**What you are asked to do**
Send back all of the records, each one exactly as written.

**Supplied data**
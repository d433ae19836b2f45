// Copyright 2026, Jeroen van Erp <jeroen@geeko.me>
// SPDX-License-Identifier: Apache-2.0
use std::path::PathBuf;
use thiserror::Error;

#[derive(Error, Debug)]
pub enum ManifestError {
    #[error("Kubernetes API error: {0}")]
    KubeError(#[from] kube::Error),

    #[error("Failed to render YAML: {0}")]
    YamlError(#[from] serde_yaml::Error),

    #[error("Failed to render JSON: {0}")]
    JsonError(#[from] serde_json::Error),

    #[error("Invalid docker config payload: {0}")]
    InvalidDockerConfig(#[source] serde_json::Error),

    #[error("Invalid base64 payload: {0}")]
    DecodeError(#[from] base64::DecodeError),

    #[error("Failed to write {path}: {source}")]
    WriteError {
        path: PathBuf,
        #[source]
        source: std::io::Error,
    },

    #[error("Missing registry credential: {0} is not set")]
    MissingCredential(String),
}

pub type Result<T> = std::result::Result<T, ManifestError>;
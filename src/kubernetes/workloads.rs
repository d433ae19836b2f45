// Copyright 2026, Jeroen van Erp <jeroen@geeko.me>
// SPDX-License-Identifier: Apache-2.0

//! Deployment and Service manifests for a single application

use crate::constants::{rollout, APP_LABEL};
use crate::kubernetes::units::{Cpu, Memory};
use k8s_openapi::api::apps::v1::{
    Deployment, DeploymentSpec, DeploymentStrategy, RollingUpdateDeployment,
};
use k8s_openapi::api::core::v1::{
    Container, ContainerPort, EnvVar, LocalObjectReference, PodSecurityContext, PodSpec,
    PodTemplateSpec, ResourceRequirements, SecurityContext, Service, ServicePort, ServiceSpec,
};
use k8s_openapi::apimachinery::pkg::apis::meta::v1::LabelSelector;
use k8s_openapi::apimachinery::pkg::util::intstr::IntOrString;
use kube::api::ObjectMeta;
use std::collections::BTreeMap;

/// CPU and memory requests and limits for a container
#[derive(Debug, Clone, Copy, PartialEq, Eq)]
pub struct ResourceLimits {
    pub cpu_request: Cpu,
    pub cpu_limit: Cpu,
    pub memory_request: Memory,
    pub memory_limit: Memory,
}

impl ResourceLimits {
    fn requirements(&self) -> ResourceRequirements {
        ResourceRequirements {
            requests: Some(BTreeMap::from([
                ("cpu".to_string(), self.cpu_request.quantity()),
                ("memory".to_string(), self.memory_request.quantity()),
            ])),
            limits: Some(BTreeMap::from([
                ("cpu".to_string(), self.cpu_limit.quantity()),
                ("memory".to_string(), self.memory_limit.quantity()),
            ])),
            ..Default::default()
        }
    }
}

/// A single-container application exposed through a NodePort service
#[derive(Debug, Clone, PartialEq, Eq)]
pub struct AppSpec {
    pub name: String,
    pub image: String,
    pub port: u16,
    pub node_port: u16,
    pub replicas: i32,
    pub env: Vec<(String, String)>,
    pub resources: ResourceLimits,
}

impl AppSpec {
    /// Name of the service exposing this app
    pub fn service_name(&self) -> String {
        format!("{}-service", self.name)
    }

    fn labels(&self) -> BTreeMap<String, String> {
        BTreeMap::from([(APP_LABEL.to_string(), self.name.clone())])
    }

    fn container(&self) -> Container {
        let env = self
            .env
            .iter()
            .map(|(name, value)| EnvVar {
                name: name.clone(),
                value: Some(value.clone()),
                ..Default::default()
            })
            .collect();

        Container {
            name: self.name.clone(),
            image: Some(self.image.clone()),
            image_pull_policy: Some("Always".to_string()),
            ports: Some(vec![ContainerPort {
                container_port: i32::from(self.port),
                ..Default::default()
            }]),
            env: Some(env),
            resources: Some(self.resources.requirements()),
            security_context: Some(SecurityContext {
                run_as_non_root: Some(true),
                read_only_root_filesystem: Some(true),
                allow_privilege_escalation: Some(false),
                privileged: Some(false),
                ..Default::default()
            }),
            ..Default::default()
        }
    }
}

/// Build the deployment for `app`, pulling images with `pull_secret`
pub fn deployment(app: &AppSpec, namespace: &str, pull_secret: &str) -> Deployment {
    let labels = app.labels();

    let pod_spec = PodSpec {
        containers: vec![app.container()],
        image_pull_secrets: Some(vec![LocalObjectReference {
            name: pull_secret.to_string(),
        }]),
        restart_policy: Some("Always".to_string()),
        automount_service_account_token: Some(false),
        security_context: Some(PodSecurityContext {
            run_as_non_root: Some(true),
            fs_group_change_policy: Some("Always".to_string()),
            ..Default::default()
        }),
        ..Default::default()
    };

    Deployment {
        metadata: ObjectMeta {
            name: Some(app.name.clone()),
            namespace: Some(namespace.to_string()),
            labels: Some(labels.clone()),
            ..Default::default()
        },
        spec: Some(DeploymentSpec {
            replicas: Some(app.replicas),
            selector: LabelSelector {
                match_labels: Some(labels.clone()),
                ..Default::default()
            },
            strategy: Some(DeploymentStrategy {
                type_: Some("RollingUpdate".to_string()),
                rolling_update: Some(RollingUpdateDeployment {
                    max_surge: Some(IntOrString::String(rollout::MAX_SURGE.to_string())),
                    max_unavailable: Some(IntOrString::String(
                        rollout::MAX_UNAVAILABLE.to_string(),
                    )),
                }),
            }),
            progress_deadline_seconds: Some(rollout::PROGRESS_DEADLINE_SECS),
            template: PodTemplateSpec {
                metadata: Some(ObjectMeta {
                    labels: Some(labels),
                    ..Default::default()
                }),
                spec: Some(pod_spec),
            },
            ..Default::default()
        }),
        ..Default::default()
    }
}

/// Build the NodePort service selecting `app`'s pods
pub fn node_port_service(app: &AppSpec, namespace: &str) -> Service {
    Service {
        metadata: ObjectMeta {
            name: Some(app.service_name()),
            namespace: Some(namespace.to_string()),
            ..Default::default()
        },
        spec: Some(ServiceSpec {
            type_: Some("NodePort".to_string()),
            selector: Some(app.labels()),
            ports: Some(vec![ServicePort {
                port: i32::from(app.port),
                target_port: Some(IntOrString::Int(i32::from(app.port))),
                node_port: Some(i32::from(app.node_port)),
                ..Default::default()
            }]),
            ..Default::default()
        }),
        ..Default::default()
    }
}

**Solution to the exercise**
repository d433ae19836b2f45
// Copyright 2026, Jeroen van Erp <jeroen@geeko.me>
// SPDX-License-Identifier: Apache-2.0
use std::path::PathBuf;
use thiserror::Error;

#[derive(Error, Debug)]
pub enum ManifestError {
    #[error("Kubernetes API error: {0}")]
    KubeError(#[from] kube::Error),

    #[error("Failed to render YAML: {0}")]
    YamlError(#[from] serde_yaml::Error),

    #[error("Failed to render JSON: {0}")]
    JsonError(#[from] serde_json::Error),

    #[error("Invalid docker config payload: {0}")]
    InvalidDockerConfig(#[source] serde_json::Error),

    #[error("Invalid base64 payload: {0}")]
    DecodeError(#[from] base64::DecodeError),

    #[error("Failed to write {path}: {source}")]
    WriteError {
        path: PathBuf,
        #[source]
        source: std::io::Error,
    },

    #[error("Missing registry credential: {0} is not set")]
    MissingCredential(String),
}

pub type Result<T> = std::result::Result<T, ManifestError>;
filename src/kubernetes/workloads.rs
repository d433ae19836b2f45
// Copyright 2026, Jeroen van Erp <jeroen@geeko.me>
// SPDX-License-Identifier: Apache-2.0

//! Deployment and Service manifests for a single application

use crate::constants::{rollout, APP_LABEL};
use crate::kubernetes::units::{Cpu, Memory};
use k8s_openapi::api::apps::v1::{
    Deployment, DeploymentSpec, DeploymentStrategy, RollingUpdateDeployment,
};
use k8s_openapi::api::core::v1::{
    Container, ContainerPort, EnvVar, LocalObjectReference, PodSecurityContext, PodSpec,
    PodTemplateSpec, ResourceRequirements, SecurityContext, Service, ServicePort, ServiceSpec,
};
use k8s_openapi::apimachinery::pkg::apis::meta::v1::LabelSelector;
use k8s_openapi::apimachinery::pkg::util::intstr::IntOrString;
use kube::api::ObjectMeta;
use std::collections::BTreeMap;

/// CPU and memory requests and limits for a container
#[derive(Debug, Clone, Copy, PartialEq, Eq)]
pub struct ResourceLimits {
    pub cpu_request: Cpu,
    pub cpu_limit: Cpu,
    pub memory_request: Memory,
    pub memory_limit: Memory,
}

impl ResourceLimits {
    fn requirements(&self) -> ResourceRequirements {
        ResourceRequirements {
            requests: Some(BTreeMap::from([
                ("cpu".to_string(), self.cpu_request.quantity()),
                ("memory".to_string(), self.memory_request.quantity()),
            ])),
            limits: Some(BTreeMap::from([
                ("cpu".to_string(), self.cpu_limit.quantity()),
                ("memory".to_string(), self.memory_limit.quantity()),
            ])),
            ..Default::default()
        }
    }
}

/// A single-container application exposed through a NodePort service
#[derive(Debug, Clone, PartialEq, Eq)]
pub struct AppSpec {
    pub name: String,
    pub image: String,
    pub port: u16,
    pub node_port: u16,
    pub replicas: i32,
    pub env: Vec<(String, String)>,
    pub resources: ResourceLimits,
}

impl AppSpec {
    /// Name of the service exposing this app
    pub fn service_name(&self) -> String {
        format!("{}-service", self.name)
    }

    fn labels(&self) -> BTreeMap<String, String> {
        BTreeMap::from([(APP_LABEL.to_string(), self.name.clone())])
    }

    fn container(&self) -> Container {
        let env = self
            .env
            .iter()
            .map(|(name, value)| EnvVar {
                name: name.clone(),
                value: Some(value.clone()),
                ..Default::default()
            })
            .collect();

        Container {
            name: self.name.clone(),
            image: Some(self.image.clone()),
            image_pull_policy: Some("Always".to_string()),
            ports: Some(vec![ContainerPort {
                container_port: i32::from(self.port),
                ..Default::default()
            }]),
            env: Some(env),
            resources: Some(self.resources.requirements()),
            security_context: Some(SecurityContext {
                run_as_non_root: Some(true),
                read_only_root_filesystem: Some(true),
                allow_privilege_escalation: Some(false),
                privileged: Some(false),
                ..Default::default()
            }),
            ..Default::default()
        }
    }
}

/// Build the deployment for `app`, pulling images with `pull_secret`
pub fn deployment(app: &AppSpec, namespace: &str, pull_secret: &str) -> Deployment {
    let labels = app.labels();

    let pod_spec = PodSpec {
        containers: vec![app.container()],
        image_pull_secrets: Some(vec![LocalObjectReference {
            name: pull_secret.to_string(),
        }]),
        restart_policy: Some("Always".to_string()),
        automount_service_account_token: Some(false),
        security_context: Some(PodSecurityContext {
            run_as_non_root: Some(true),
            fs_group_change_policy: Some("Always".to_string()),
            ..Default::default()
        }),
        ..Default::default()
    };

    Deployment {
        metadata: ObjectMeta {
            name: Some(app.name.clone()),
            namespace: Some(namespace.to_string()),
            labels: Some(labels.clone()),
            ..Default::default()
        },
        spec: Some(DeploymentSpec {
            replicas: Some(app.replicas),
            selector: LabelSelector {
                match_labels: Some(labels.clone()),
                ..Default::default()
            },
            strategy: Some(DeploymentStrategy {
                type_: Some("RollingUpdate".to_string()),
                rolling_update: Some(RollingUpdateDeployment {
                    max_surge: Some(IntOrString::String(rollout::MAX_SURGE.to_string())),
                    max_unavailable: Some(IntOrString::String(
                        rollout::MAX_UNAVAILABLE.to_string(),
                    )),
                }),
            }),
            progress_deadline_seconds: Some(rollout::PROGRESS_DEADLINE_SECS),
            template: PodTemplateSpec {
                metadata: Some(ObjectMeta {
                    labels: Some(labels),
                    ..Default::default()
                }),
                spec: Some(pod_spec),
            },
            ..Default::default()
        }),
        ..Default::default()
    }
}

/// Build the NodePort service selecting `app`'s pods
pub fn node_port_service(app: &AppSpec, namespace: &str) -> Service {
    Service {
        metadata: ObjectMeta {
            name: Some(app.service_name()),
            namespace: Some(namespace.to_string()),
            ..Default::default()
        },
        spec: Some(ServiceSpec {
            type_: Some("NodePort".to_string()),
            selector: Some(app.labels()),
            ports: Some(vec![ServicePort {
                port: i32::from(app.port),
                target_port: Some(IntOrString::Int(i32::from(app.port))),
                node_port: Some(i32::from(app.node_port)),
                ..Default::default()
            }]),
            ..Default::default()
        }),
        ..Default::default()
    }
}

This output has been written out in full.